Persoalan uang kuliah perguruan tinggi bukan hal yang baru di Indonesia. Pada awal 1969 di kota Bandung tempat di mana sejumlah perguruan tinggi kondang berada persoalan kenaikan biaya kuliah menjadi isu utama mahasiswa setelah konflik politik akibat peristiwa 1965 mulai mereda.
Pikiran Rakjat 11 Januari 1969 melaporkan hanya sekira 2.600 lulusan Sekolah Lanjutan Atas (SLA) yang mengikuti ujian saringan ITB. Jumlah ini nyaris separuh dari mereka yang ikut ujian saringan 1968 sekira 4.200.
Panitya ujian saringan ITB waktu itu kepada Pikiran Rakjat mengungkapkan naiknya besaran uang kuliah ITB dirasakan berat bagi para lulusan SLA.
Pada 1969 ITB menetapkan uang pangkal untuk berapa bagian di ITB berkisar antara Rp2.000 hingga Rp50.000 atau lebih. Uang pangkal itu belum termasuk uang kuliah Rp2.500 hingga Rp7.000 per semester.
Jumlah uang pangkal berbeda antar tiap bagian. Yang paling sedikit adalah bagian Matematika, Fisika, Geofika, Metereologi, Astronomi, Geodesi, Biologi dan Kimia.
Pada Januari itu Dewan Mahasiswa ITB dan Dewan Mahasiswa Universitas Padjadjaran mengadakan pertemuan untuk membahas uang kuliah.
Ketua DM ITB Wimar Witoelar menyampaikan masalah uang kuliah ini harus mendapat perhatian serius dari semua pihak. "Persoalan uang kuliah dan uang masuk ITB hanya akan mengakibatkan bertambah pintarnya orang-orang kaya dan orang miskin semakin bodoh," ujar Wimar pada Pikiran Rakjat, 14 Januari 1969.

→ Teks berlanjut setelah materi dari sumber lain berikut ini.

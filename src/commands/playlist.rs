use anyhow::Result;
use serenity::all::{
    CommandInteraction, CommandOptionType, Context as SerenityContext, CreateAttachment,
    CreateCommand, CreateCommandOption, CreateEmbed,
};

use super::{
    Args, Page, Reply, defer, finish, format_duration, guild_of, info, page_option, success,
    user_channel,
};
use crate::{
    audio,
    error::LibraryError,
    library::{Delivery, MAX_DESCRIPTION_LEN, PlaylistSummary, PlaylistView},
    state::AppState,
};

/// Uploaded playlist files beyond this are refused before download.
const IMPORT_FILE_LIMIT: u32 = 2 * 1024 * 1024;
const LIST_PAGE: usize = 10;
const VIEW_PAGE: usize = 10;

pub(super) fn playlist_name_option() -> CreateCommandOption {
    CreateCommandOption::new(CommandOptionType::String, "playlist_name", "One of your playlists")
        .set_autocomplete(true)
        .required(true)
}

fn member_option() -> CreateCommandOption {
    CreateCommandOption::new(CommandOptionType::User, "member", "Whose playlist (default: yours)")
}

fn description_option() -> CreateCommandOption {
    CreateCommandOption::new(CommandOptionType::String, "description", "What it is for")
        .max_length(MAX_DESCRIPTION_LEN as u16)
}

fn sub(name: &str, description: &str) -> CreateCommandOption {
    CreateCommandOption::new(CommandOptionType::SubCommand, name, description)
}

pub fn definition() -> CreateCommand {
    CreateCommand::new("playlist")
        .description("Manage saved playlists")
        .dm_permission(false)
        .add_option(
            sub("list", "List playlists")
                .add_sub_option(member_option())
                .add_sub_option(page_option()),
        )
        .add_option(
            sub("create", "Create a playlist")
                .add_sub_option(
                    CreateCommandOption::new(CommandOptionType::String, "name", "Playlist name")
                        .max_length(100)
                        .required(true),
                )
                .add_sub_option(description_option())
                .add_sub_option(CreateCommandOption::new(
                    CommandOptionType::Boolean,
                    "public",
                    "Whether others may view and play it (default: yes)",
                )),
        )
        .add_option(
            sub("edit", "Change a playlist's description or visibility")
                .add_sub_option(playlist_name_option())
                .add_sub_option(description_option())
                .add_sub_option(CreateCommandOption::new(
                    CommandOptionType::Boolean,
                    "clear_description",
                    "Remove the description",
                ))
                .add_sub_option(CreateCommandOption::new(
                    CommandOptionType::Boolean,
                    "public",
                    "Whether others may view and play it",
                )),
        )
        .add_option(
            sub("rename", "Rename a playlist")
                .add_sub_option(playlist_name_option())
                .add_sub_option(
                    CreateCommandOption::new(CommandOptionType::String, "new_name", "New name")
                        .max_length(100)
                        .required(true),
                ),
        )
        .add_option(sub("delete", "Delete a playlist").add_sub_option(playlist_name_option()))
        .add_option(
            sub("view", "Show the songs in a playlist")
                .add_sub_option(playlist_name_option())
                .add_sub_option(member_option())
                .add_sub_option(page_option()),
        )
        .add_option(sub("export", "Get a code to share a playlist").add_sub_option(playlist_name_option()))
        .add_option(
            sub("import", "Create a playlist from a shared code")
                .add_sub_option(CreateCommandOption::new(
                    CommandOptionType::String,
                    "name",
                    "Name for the new playlist (default: the exported name)",
                ))
                .add_sub_option(CreateCommandOption::new(
                    CommandOptionType::String,
                    "data",
                    "The exported code",
                ))
                .add_sub_option(CreateCommandOption::new(
                    CommandOptionType::Attachment,
                    "file",
                    "An exported playlist.txt",
                )),
        )
        .add_option(
            sub("play", "Queue every song of a playlist")
                .add_sub_option(playlist_name_option())
                .add_sub_option(member_option())
                .add_sub_option(CreateCommandOption::new(
                    CommandOptionType::Boolean,
                    "shuffled",
                    "Shuffle before queueing",
                )),
        )
        .add_option(
            sub("save", "Save the current queue into a playlist, replacing its songs (same as /song current)")
                .add_sub_option(playlist_name_option()),
        )
}

pub async fn handle(ctx: &SerenityContext, cmd: &CommandInteraction, state: &AppState) -> Result<()> {
    defer(ctx, cmd).await;
    let outcome = run(ctx, cmd, state).await;
    finish(ctx, cmd, outcome).await
}

async fn run(ctx: &SerenityContext, cmd: &CommandInteraction, state: &AppState) -> Result<Reply, LibraryError> {
    let (name, args) = Args::new(&cmd.data.options)
        .subcommand()
        .ok_or_else(|| LibraryError::invalid("Pick a playlist subcommand."))?;
    let me = cmd.user.id.get();
    let owner = args.user("member").map_or(me, |u| u.get());
    let library = &state.library;

    match name {
        "list" => {
            let lists = library.list(owner, me).await?;
            Ok(Reply::embed(render_list(owner, me, &lists, args.integer("page"))))
        }
        "create" => {
            let playlist = library
                .create(
                    me,
                    args.required_str("name")?,
                    args.str("description").map(str::to_string),
                    args.boolean("public").unwrap_or(true),
                )
                .await?;
            Ok(Reply::embed(success(
                "📁 Playlist Created",
                format!("Created **{}**.", playlist.name),
            )))
        }
        "rename" => {
            let playlist = library
                .rename(me, args.required_str("playlist_name")?, args.required_str("new_name")?)
                .await?;
            Ok(Reply::embed(success(
                "✏️ Playlist Renamed",
                format!("Renamed to **{}**.", playlist.name),
            )))
        }
        "edit" => {
            let description = if args.boolean("clear_description").unwrap_or(false) {
                Some(None)
            } else {
                args.str("description").map(|d| Some(d.to_string()))
            };
            let playlist = library
                .update_details(
                    me,
                    args.required_str("playlist_name")?,
                    description,
                    args.boolean("public"),
                )
                .await?;
            let visibility = if playlist.public { "public" } else { "private" };
            Ok(Reply::embed(success(
                "✏️ Playlist Updated",
                format!("**{}** is now {visibility}.", playlist.name),
            )))
        }
        "delete" => {
            let playlist = library.delete(me, args.required_str("playlist_name")?).await?;
            Ok(Reply::embed(success(
                "🗑️ Playlist Deleted",
                format!("Deleted **{}**.", playlist.name),
            )))
        }
        "view" => {
            let view = library.view(owner, me, args.required_str("playlist_name")?).await?;
            Ok(Reply::embed(render_view(&view, args.integer("page"))))
        }
        "export" => match library.export(me, args.required_str("playlist_name")?).await? {
            Delivery::Inline(message) => Ok(Reply::text(message)),
            Delivery::Attachment { filename, bytes } => Ok(Reply::text(
                "This playlist is too long for one message, so here is a file. Use it with `/playlist import file:`.",
            )
            .with_attachment(CreateAttachment::bytes(bytes, filename))),
        },
        "import" => {
            let data = import_data(cmd, args).await?;
            let view = library.import(me, &data, args.str("name")).await?;
            Ok(Reply::embed(success(
                "📥 Playlist Imported",
                format!(
                    "Created **{}** with {} song(s).",
                    view.playlist.name,
                    view.tracks.len()
                ),
            )))
        }
        "play" => {
            let guild_id = guild_of(cmd)?;
            state
                .settings
                .check_music_channel(guild_id.get(), cmd.channel_id.get())
                .await?;
            let report = state
                .bridge
                .hydrate(
                    owner,
                    me,
                    args.required_str("playlist_name")?,
                    guild_id,
                    user_channel(ctx, guild_id, cmd.user.id),
                    args.boolean("shuffled").unwrap_or(false),
                )
                .await?;
            let mut text = format!("Queued {} song(s).", report.queued);
            if report.failed > 0 {
                text.push_str(&format!(" {} could not be found and were skipped.", report.failed));
            }
            Ok(Reply::embed(success("▶️ Playing Playlist", text)))
        }
        "save" => save_queue(cmd, args, state).await,
        other => Err(LibraryError::invalid(format!("Unknown subcommand `{other}`."))),
    }
}

/// Overwrites a playlist with the live queue, current song first.
pub(super) async fn save_queue(
    cmd: &CommandInteraction,
    args: Args<'_>,
    state: &AppState,
) -> Result<Reply, LibraryError> {
    let guild_id = guild_of(cmd)?;
    let name = args.required_str("playlist_name")?;
    let rows = state.bridge.snapshot(cmd.user.id.get(), name, guild_id).await?;
    Ok(Reply::embed(success(
        "💾 Queue Saved",
        format!("Saved {} song(s) into **{}**, replacing its songs.", rows.len(), name.trim()),
    )))
}

/// The code to import, from the `data` option or an uploaded file.
async fn import_data(cmd: &CommandInteraction, args: Args<'_>) -> Result<String, LibraryError> {
    if let Some(data) = args.str("data") {
        return Ok(data.to_string());
    }
    let id = args
        .attachment("file")
        .ok_or_else(|| LibraryError::invalid("Give either `data` or `file` to import."))?;
    let file = cmd
        .data
        .resolved
        .attachments
        .get(&id)
        .ok_or_else(|| LibraryError::invalid("The uploaded file is missing."))?;
    if file.size > IMPORT_FILE_LIMIT {
        return Err(LibraryError::invalid("That file is too large to be a playlist."));
    }
    audio::fetch_text(&file.url, IMPORT_FILE_LIMIT as usize)
        .await
        .map_err(|e| {
            tracing::warn!("import download failed: {e:#}");
            LibraryError::DecodeFailure("Could not read the uploaded file.".to_string())
        })
}

fn render_list(owner: u64, viewer: u64, lists: &[PlaylistSummary], page: Option<i64>) -> CreateEmbed {
    let whose = if owner == viewer {
        "Your playlists".to_string()
    } else {
        format!("Playlists of <@{owner}>")
    };
    if lists.is_empty() {
        return info(format!("📁 {whose}"), "No playlists yet.");
    }
    let page = Page::of(lists.len(), LIST_PAGE, page);
    let body = lists[page.start..page.end]
        .iter()
        .map(|s| {
            let lock = if s.playlist.public { "" } else { " 🔒" };
            format!("**{}**{lock} · {} song(s)", s.playlist.name, s.track_count)
        })
        .collect::<Vec<_>>()
        .join("\n");
    info(format!("📁 {whose}"), body).footer(page.footer())
}

fn render_view(view: &PlaylistView, page: Option<i64>) -> CreateEmbed {
    let total_ms: i64 = view.tracks.iter().map(|t| t.duration).sum();
    let mut body = view
        .playlist
        .description
        .as_ref()
        .map(|d| format!("*{d}*\n\n"))
        .unwrap_or_default();
    let page = Page::of(view.tracks.len(), VIEW_PAGE, page);
    if view.tracks.is_empty() {
        body.push_str("This playlist is empty.");
    }
    for t in &view.tracks[page.start..page.end] {
        body.push_str(&format!(
            "`{}.` [{}]({}) `{}`\n",
            t.position + 1,
            t.title,
            t.url,
            format_duration(t.duration)
        ));
    }
    info(format!("📁 {}", view.playlist.name), body)
        .field("Songs", view.tracks.len().to_string(), true)
        .field("Length", format_duration(total_ms), true)
        .field("Visibility", if view.playlist.public { "Public" } else { "Private" }, true)
        .footer(page.footer())
}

Dewan Mahasiswa ITB memandang pungutan itu dirasakan berat oleh orang-orang yang berasal dari luar Pulau Jawa yang akan meneruskan kuliahnya di Jawa. Wimar menyebutkan pihaknya memang tidak bisa menutup mata kesulitan keuangan yang dihadapi pemerintah dewasa ini.
Seorang mahasiswa Bernama Mustafa dari Tamansari, Bandung mengatakan pungutan Rp5000 per semester, itu belum termasuk pembayaran pratikum. Hal ini memberatkan anak pedagang, prajurit dan petani.
"Jangan sampai yang menjadi sarjana kelak hanya dari kalangan orang berduit saja. Menurut hemat kami kurang adil. Bencana yang menimpa perguruan tinggi merupakan bencana nasional. Hal ini tidak sesuai dengan Pancasila," demikian pernyataan DM ITB.